E.Easy Climb
Somewhere in the neighborhood we have a very nice mountain that gives a splendid view over the surrounding area. There is one problem though: climbing this mountain is very difficult, because of rather large height differences. To make more people able to climb the mountain and enjoy the view, we would like to make the climb easier.

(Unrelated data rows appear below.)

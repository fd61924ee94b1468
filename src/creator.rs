// Copyright 2023 The tsbs-datalayers Authors
//
// Licensed under the Apache License, Version 2.0 (the "License");
// you may not use this file except in compliance with the License.
// You may obtain a copy of the License at
//
//     http://www.apache.org/licenses/LICENSE-2.0
//
// Unless required by applicable law or agreed to in writing, software
// distributed under the License is distributed on an "AS IS" BASIS,
// WITHOUT WARRANTIES OR CONDITIONS OF ANY KIND, either express or implied.
// See the License for the specific language governing permissions and
// limitations under the License.

use std::sync::Arc;

use tracing::info;

use crate::transport::Transport;
use crate::Result;

/// Execute a DDL statement, treating "already exists" as success.
pub async fn execute_idempotent<T: Transport>(transport: &T, sql: &str) -> Result<()> {
    match transport.execute(sql).await {
        Ok(_) => Ok(()),
        Err(e) if e.is_already_exists() => {
            info!(statement = sql, "Object already exists, skipping");
            Ok(())
        }
        Err(e) => Err(e),
    }
}

/// Creates the benchmark database before loading.
pub struct DbCreator<T> {
    transport: Arc<T>,
}

impl<T: Transport> DbCreator<T> {
    pub fn new(transport: Arc<T>) -> Self {
        Self { transport }
    }

    pub async fn create_database(&self, name: &str) -> Result<()> {
        execute_idempotent(self.transport.as_ref(), &format!("CREATE DATABASE {name}")).await?;
        info!(database = name, "Database is ready");
        Ok(())
    }
}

To do so, we will model the mountain as follows: the mountain consists of n adjacent stacks of stones, and each of the stacks is hi high. The successive height differences are therefore hi+1-hi (for 1 ≤ i ≤ n-1). We would like all absolute values of these height differences to be smaller than or equal to some number d.

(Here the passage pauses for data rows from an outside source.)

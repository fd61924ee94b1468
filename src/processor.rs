// Copyright 2023 The tsbs-datalayers Authors
//
// Licensed under the Apache License, Version 2.0 (the "License");
// you may not use this file except in compliance with the License.
// You may obtain a copy of the License at
//
//     http://www.apache.org/licenses/LICENSE-2.0
//
// Unless required by applicable law or agreed to in writing, software
// distributed under the License is distributed on an "AS IS" BASIS,
// WITHOUT WARRANTIES OR CONDITIONS OF ANY KIND, either express or implied.
// See the License for the specific language governing permissions and
// limitations under the License.

//! Per-worker batch processing: decode, group by table, encode, transmit

use std::collections::HashMap;
use std::ops::AddAssign;
use std::sync::Arc;

use tracing::{debug, error, warn};

use crate::batch::{Batch, Unit};
use crate::config::TableLayout;
use crate::point::Point;
use crate::transport::Transport;
use crate::write_context::{SharedContexts, WriteContext};
use crate::Result;

/// Counters produced by processing batches.
#[derive(Debug, Clone, Copy, Default, PartialEq, Eq)]
pub struct BatchStats {
    /// Rows encoded, summed over every flushed table.
    pub row_count: u64,
    /// Rows times columns, timestamp included.
    pub metric_count: u64,
    /// Units that failed to decode.
    pub dropped_units: u64,
    /// Rows rejected because a value did not convert to its column type.
    pub dropped_rows: u64,
    /// Table flushes whose transmission failed.
    pub transmit_errors: u64,
}

impl AddAssign for BatchStats {
    fn add_assign(&mut self, rhs: Self) {
        self.row_count += rhs.row_count;
        self.metric_count += rhs.metric_count;
        self.dropped_units += rhs.dropped_units;
        self.dropped_rows += rhs.dropped_rows;
        self.transmit_errors += rhs.transmit_errors;
    }
}

enum Contexts<T: Transport> {
    /// Owned by this worker alone.
    Private(HashMap<String, WriteContext<T>>),
    Shared(Arc<SharedContexts<T>>),
}

/// Turns batches of units into columnar records, one worker's worth.
pub struct Processor<T: Transport> {
    worker: usize,
    transport: Arc<T>,
    contexts: Contexts<T>,
    layout: Arc<TableLayout>,
}

impl<T: Transport> Processor<T> {
    /// Processor owning the write contexts of its tables.
    pub fn new(worker: usize, transport: Arc<T>, layout: Arc<TableLayout>) -> Self {
        Self {
            worker,
            transport,
            contexts: Contexts::Private(HashMap::new()),
            layout,
        }
    }

    /// Processor writing through contexts shared with other workers.
    pub fn with_shared(
        worker: usize,
        transport: Arc<T>,
        layout: Arc<TableLayout>,
        shared: Arc<SharedContexts<T>>,
    ) -> Self {
        Self {
            worker,
            transport,
            contexts: Contexts::Shared(shared),
            layout,
        }
    }

    pub fn worker(&self) -> usize {
        self.worker
    }

    /// Process every unit of `batch`, leaving it empty.
    ///
    /// Points are grouped per table in first-seen order and each touched
    /// table is flushed exactly once. With `do_transmit` unset no remote
    /// call is made at all. Transmission failures are logged and counted;
    /// only schema arity errors abort.
    pub async fn process_batch<U: Unit>(
        &mut self,
        batch: &mut Batch<U>,
        do_transmit: bool,
    ) -> Result<BatchStats> {
        let mut stats = BatchStats::default();
        let mut index: HashMap<String, usize> = HashMap::new();
        let mut groups: Vec<Vec<Point>> = Vec::new();

        for unit in batch.drain() {
            let point = match unit.into_point() {
                Ok(Some(point)) => point,
                Ok(None) => continue,
                Err(e) => {
                    warn!(worker = self.worker, error = %e, "Dropping undecodable unit");
                    stats.dropped_units += 1;
                    continue;
                }
            };
            let slot = match index.get(&point.measurement) {
                Some(slot) => *slot,
                None => {
                    index.insert(point.measurement.clone(), groups.len());
                    groups.push(Vec::new());
                    groups.len() - 1
                }
            };
            groups[slot].push(point);
        }

        let transport = self.transport.as_ref();
        let layout = self.layout.as_ref();
        for points in groups {
            let Some(sample) = points.first() else {
                continue;
            };
            match &mut self.contexts {
                Contexts::Private(map) => {
                    let context = map
                        .entry(sample.measurement.clone())
                        .or_insert_with(|| WriteContext::new(&sample.measurement, sample, layout));
                    write_table(context, &points, transport, do_transmit, &mut stats).await?;
                }
                Contexts::Shared(shared) => {
                    let context = shared.get_or_create(sample);
                    let mut context = context.lock().await;
                    write_table(&mut context, &points, transport, do_transmit, &mut stats)
                        .await?;
                }
            }
        }

        Ok(stats)
    }

    /// Close every write context this processor owns. Shared contexts are
    /// closed by their owner through [`SharedContexts::close`].
    pub async fn close(&mut self) -> Result<()> {
        let Contexts::Private(map) = &mut self.contexts else {
            return Ok(());
        };
        let mut result = Ok(());
        for (table, context) in map.iter_mut() {
            if let Err(e) = context.close(&self.transport).await {
                error!(worker = self.worker, table = %table, error = %e, "Failed to close write context");
                if result.is_ok() {
                    result = Err(e);
                }
            }
        }
        map.clear();
        result
    }

    /// Tables this processor has private write contexts for.
    pub fn tables(&self) -> Vec<String> {
        match &self.contexts {
            Contexts::Private(map) => map.keys().cloned().collect(),
            Contexts::Shared(_) => Vec::new(),
        }
    }
}

async fn write_table<T: Transport>(
    context: &mut WriteContext<T>,
    points: &[Point],
    transport: &T,
    do_transmit: bool,
    stats: &mut BatchStats,
) -> Result<()> {
    for point in points {
        match context.append(point) {
            Ok(()) => {}
            Err(e) if e.is_value_error() => {
                warn!(error = %e, "Dropping row");
                stats.dropped_rows += 1;
            }
            Err(e) => return Err(e),
        }
    }

    let Some(record) = context.flush()? else {
        return Ok(());
    };
    let rows = record.num_rows() as u64;
    stats.row_count += rows;
    stats.metric_count += rows * record.num_columns() as u64;

    if do_transmit {
        match context.transmit(transport, record).await {
            Ok(affected) => debug!(table = %context.table(), rows, affected, "Transmitted record"),
            Err(e) => {
                error!(table = %context.table(), rows, error = %e, "Failed to transmit record");
                stats.transmit_errors += 1;
            }
        }
    }
    Ok(())
}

We can do this by increasing or decreasing the height of some of the stacks. The first stack (the starting point) and the last stack (the ending point) should remain at the same height as they are initially. Since adding and removing stones requires a lot of effort, we would like to minimize the total number of added stones plus the total number of removed stones. What is this minimum number?
Input
On the first line one positive number: the number of testcases, at most 100. After that per testcase:
One line with two integers n (2 ≤ n ≤ 100) and d (0 ≤ d ≤ 109): the number of stacks of stones and the maximum allowed height difference.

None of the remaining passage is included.